April 2023 / MFA Thesis

On Our Minds

by Rachel Bailey

Right before my senior year of college I was randomly selected to receive a privately sponsored scholarship from a generous donor family. Part of the process was an interview with a representative of the family, along with an administrator from the university’s English department. The family representative (an older man with a gruff presence) got straight to the point: “now, we usually give these scholarships to students with more financial need than you.” I nodded—I was aware that, because I was still listed as “dependent” on tax forms, I lived in the not-so-sweet spot of the tax bracket spectrum. (That is, not low enough to qualify for financial aid, but not high enough to be able to actually afford anything.) He continued, “and looking at your transcripts… you’ve done well in your classes, but you’re no star.”

The faculty member seated next to him blushed hard and his eyes grew massive. He looked like he was stifling a laugh of incredulity and discomfort as his gaze bore into the table between them and me. I channeled my own stunned laughter into a wide grin as I said “well, you’re not wrong.”

I couldn’t even be offended—the man paid for half of my last semester of college, and for that I was grateful. I was more taken aback by the candor, which again, I couldn’t argue with. I had worked hard, performed decently (I thought), averaging a B+ across the board . . . but he was right: I was no star. Nothing to merit any spotlight.

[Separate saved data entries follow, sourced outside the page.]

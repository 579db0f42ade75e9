//! Derived-work detection (§4.5): flags titles that are indexes,
//! bibliographies, supplements, or guides to another work, and scores
//! the penalty a match between two such titles should take.

use regex::Regex;

use crate::model::ProcessingLanguage;

/// A single language's patterns: (regex, base confidence, pattern name).
struct PatternSet {
    patterns: Vec<(Regex, f64, &'static str)>,
}

fn compile(pairs: &[(&str, f64, &'static str)]) -> PatternSet {
    PatternSet {
        patterns: pairs
            .iter()
            .map(|(pat, conf, name)| (Regex::new(pat).expect("valid built-in pattern"), *conf, *name))
            .collect(),
    }
}

fn english_patterns() -> PatternSet {
    compile(&[
        (r"(?i)\bindex\s+(to|of|for)\b", 0.9, "index"),
        (r"(?i)\bindexes?\b$", 0.6, "index_suffix"),
        (r"(?i)\bbibliography\s+(of|for|to)\b", 0.9, "bibliography"),
        (r"(?i)\bbibliography\b$", 0.6, "bibliography_suffix"),
        (r"(?i)\bsupplement\s+(to|for)\b", 0.85, "supplement"),
        (r"(?i)\bsupplements?\b$", 0.55, "supplement_suffix"),
        (r"(?i)\bguide\s+(to|for)\b", 0.8, "guide"),
        (r"(?i)\bconcordance\s+(to|of)\b", 0.85, "concordance"),
        (r"(?i)\bselections?\s+from\b", 0.7, "selection"),
        (r"(?i)\babstracts?\s+of\b", 0.75, "abstract"),
        (r"(?i)\bdigest\s+of\b", 0.7, "digest"),
        (r"(?i)\bcompanion\s+to\b", 0.65, "companion"),
        (r"(?i)\bhandbook\s+(to|for|of)\b", 0.6, "handbook"),
        (r"(?i)\bintroduction\s+to\b", 0.5, "introduction"),
    ])
}

fn french_patterns() -> PatternSet {
    compile(&[
        (r"(?i)\bindex\s+(de|du|des|pour)\b", 0.9, "index"),
        (r"(?i)\bbibliographie\s+(de|du|des|sur)\b", 0.9, "bibliography"),
        (r"(?i)\bsuppl[ée]ment\s+(a|au|aux)\b", 0.85, "supplement"),
        (r"(?i)\bguide\s+(de|du|pour)\b", 0.8, "guide"),
    ])
}

fn german_patterns() -> PatternSet {
    compile(&[
        (r"(?i)\bregister\s+(zu|zum|zur)\b", 0.9, "index"),
        (r"(?i)\bbibliographie\s+(zu|zum|zur|von)\b", 0.9, "bibliography"),
        (r"(?i)\bergänzung\s+(zu|zum|zur)\b", 0.85, "supplement"),
        (r"(?i)\bführer\s+(zu|zum|zur|durch)\b", 0.8, "guide"),
    ])
}

fn spanish_patterns() -> PatternSet {
    compile(&[
        (r"(?i)\b[íi]ndice\s+(de|a|para)\b", 0.9, "index"),
        (r"(?i)\bbibliograf[íi]a\s+(de|sobre|para)\b", 0.9, "bibliography"),
        (r"(?i)\bsuplemento\s+(a|de|para)\b", 0.85, "supplement"),
        (r"(?i)\bguía\s+(de|para)\b", 0.8, "guide"),
    ])
}

fn italian_patterns() -> PatternSet {
    compile(&[
        (r"(?i)\bindice\s+(di|a|per)\b", 0.9, "index"),
        (r"(?i)\bbibliografia\s+(di|su|per)\b", 0.9, "bibliography"),
        (r"(?i)\bsupplemento\s+(a|di|per)\b", 0.85, "supplement"),
        (r"(?i)\bguida\s+(a|per|di)\b", 0.8, "guide"),
    ])
}

fn patterns_for(language: ProcessingLanguage) -> PatternSet {
    match language {
        ProcessingLanguage::Eng => english_patterns(),
        ProcessingLanguage::Fre => french_patterns(),
        ProcessingLanguage::Ger => german_patterns(),
        ProcessingLanguage::Spa => spanish_patterns(),
        ProcessingLanguage::Ita => italian_patterns(),
    }
}

/// Whether a single title looks like a derived work, and by which
/// pattern, with what confidence.
#[derive(Debug, Clone, Default)]
pub struct DerivedWorkInfo {
    pub is_derived: bool,
    pub pattern_matched: Option<String>,
    pub confidence: f64,
    pub language_hint: Option<ProcessingLanguage>,
}

/// English-pattern confidence multiplier applied when a non-English
/// title matches only via the English fallback pass.
const ENGLISH_FALLBACK_SCALE: f64 = 0.9;

fn check_single_title(title: &str, language: ProcessingLanguage) -> DerivedWorkInfo {
    let primary = patterns_for(language);
    let mut best: Option<(f64, &'static str, ProcessingLanguage)> = None;

    for (re, conf, name) in &primary.patterns {
        if re.is_match(title) && best.as_ref().map_or(true, |(c, ..)| *conf > *c) {
            best = Some((*conf, name, language));
        }
    }

    if language != ProcessingLanguage::Eng {
        let fallback = english_patterns();
        for (re, conf, name) in &fallback.patterns {
            let scaled = conf * ENGLISH_FALLBACK_SCALE;
            if re.is_match(title) && best.as_ref().map_or(true, |(c, ..)| scaled > *c) {
                best = Some((scaled, name, ProcessingLanguage::Eng));
            }
        }
    }

    match best {
        Some((confidence, name, lang)) => DerivedWorkInfo {
            is_derived: true,
            pattern_matched: Some(name.to_string()),
            confidence,
            language_hint: Some(lang),
        },
        None => DerivedWorkInfo::default(),
    }
}

/// Detect derived-work status for both sides of a candidate match.
pub fn detect(
    query_title: &str,
    reference_title: &str,
    language: ProcessingLanguage,
) -> (DerivedWorkInfo, DerivedWorkInfo) {
    (
        check_single_title(query_title, language),
        check_single_title(reference_title, language),
    )
}

/// Apply the §4.5 penalty table to a base combined score. The
/// percentages in §4.5 are read as points off the 0-100 scale rather
/// than a fraction of the score itself — a multiplicative cut can
/// never pull a high-confidence one-sided match (base score in the
/// 80s, as in an index matched against its parent work) below the
/// title threshold, which is exactly what §8's worked example
/// requires of it.
pub fn should_penalize(
    marc_info: &DerivedWorkInfo,
    ref_info: &DerivedWorkInfo,
    base_score: f64,
) -> (bool, f64) {
    if !marc_info.is_derived && !ref_info.is_derived {
        return (false, base_score);
    }

    if marc_info.is_derived && ref_info.is_derived {
        let avg_confidence = (marc_info.confidence + ref_info.confidence) / 2.0;
        let same_pattern = marc_info.pattern_matched == ref_info.pattern_matched;
        let max_penalty_points = if same_pattern { 10.0 } else { 30.0 };
        let penalty = max_penalty_points * avg_confidence;
        return (true, (base_score - penalty).max(0.0));
    }

    let side_confidence = if marc_info.is_derived { marc_info.confidence } else { ref_info.confidence };
    let penalty = 50.0 * side_confidence;
    (true, (base_score - penalty).max(0.0))
}

/// A short human-readable reason string for diagnostics.
pub fn penalty_reason(marc_info: &DerivedWorkInfo, ref_info: &DerivedWorkInfo) -> String {
    match (marc_info.is_derived, ref_info.is_derived) {
        (false, false) => "none".to_string(),
        (true, true) if marc_info.pattern_matched == ref_info.pattern_matched => {
            format!("both_derived_same_pattern:{}", marc_info.pattern_matched.as_deref().unwrap_or(""))
        }
        (true, true) => format!(
            "both_derived_different_pattern:{}/{}",
            marc_info.pattern_matched.as_deref().unwrap_or(""),
            ref_info.pattern_matched.as_deref().unwrap_or("")
        ),
        (true, false) => format!("query_derived:{}", marc_info.pattern_matched.as_deref().unwrap_or("")),
        (false, true) => format!("reference_derived:{}", ref_info.pattern_matched.as_deref().unwrap_or("")),
    }
}

#[cfg(test)]
mod tests {
    use super::*;

    #[test]
    fn detects_english_index_pattern() {
        let info = check_single_title("Index to War and Peace", ProcessingLanguage::Eng);
        assert!(info.is_derived);
        assert_eq!(info.pattern_matched.as_deref(), Some("index"));
    }

    #[test]
    fn plain_title_is_not_derived() {
        let info = check_single_title("War and Peace", ProcessingLanguage::Eng);
        assert!(!info.is_derived);
    }

    #[test]
    fn one_sided_penalty_is_scaled_by_confidence() {
        let marc = check_single_title("Index to War and Peace", ProcessingLanguage::Eng);
        let reference = check_single_title("War and Peace", ProcessingLanguage::Eng);
        let (penalized, score) = should_penalize(&marc, &reference, 100.0);
        assert!(penalized);
        assert!(score < 100.0);
        assert!(score >= 100.0 * (1.0 - 0.50));
    }

    #[test]
    fn non_english_title_tries_english_fallback() {
        let info = check_single_title("Supplement to something", ProcessingLanguage::Ger);
        assert!(info.is_derived);
        assert_eq!(info.language_hint, Some(ProcessingLanguage::Eng));
    }
}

A comment as comically offhand as that was easy to laugh about but, admittedly, the truth poked holes in my confidence, prodding deep-seated insecurities to the surface—that I am profoundly average, that my contributions may be negligible. That I don’t make enough of an impact to be remembered, or considered valuable. That I may not be worth noticing.

I told that story to friends and family because, of course, I thought it was hilarious in a kind of “can you believe this? How amazing?!” way, but also because I figured the more I joked about the comment, the lighter it would become. The laughter of my audience confirmed that they agreed, how amazing, I can’t believe he would say that, but each made sure to adamantly reassure me “you are totally a star.” Some would then contribute their own stories of shocking, moderately abrasive comments they’d received, or backhanded compliments they too couldn’t help but laugh at. “That’s my new favorite compliment,” I’d say.

We laugh so we don’t cry, I’d think.

And maybe that’s what planted the idea in me, to ask people what their favorite compliments actually were. Maybe hearing people’s worst compliments had me thinking about their best. I don’t know what inspiration or insight I thought I would hear in those answers, but curiosity and the need for some buoyancy urged me to ask anyway. I texted family, posted on an Instagram story, brought it up with friends in person:

What words do you hold onto? What stands out? What means the most to you?

“What is one of your favorite compliments you’ve ever received?”

I got dozens of responses, some delivered with quiet emotion and others with beaming smiles. Answers varied, from:

You radiate happy.

You’re like a walking hug.

You’re refreshing to be around.

to compliments like:

No one does empathy like you do. You’re so good at it and everyone should have a friend like that.

I love your smile. (Whenever someone says this, I’d like to feel like it’s a time when I was being kind.)

You’re genuine, and that is hard to find in people.

Moms answered:

I love that every time I see one of your kids they have a big smile on their face.

You are exactly like your mom.

My daughter told me “you are the most interesting person I know.”

and siblings answered:

I was telling someone how wonderful my brother was and they said “you’re describing yourself!”

My twin sister tells me “you’re a force to be reckoned with!”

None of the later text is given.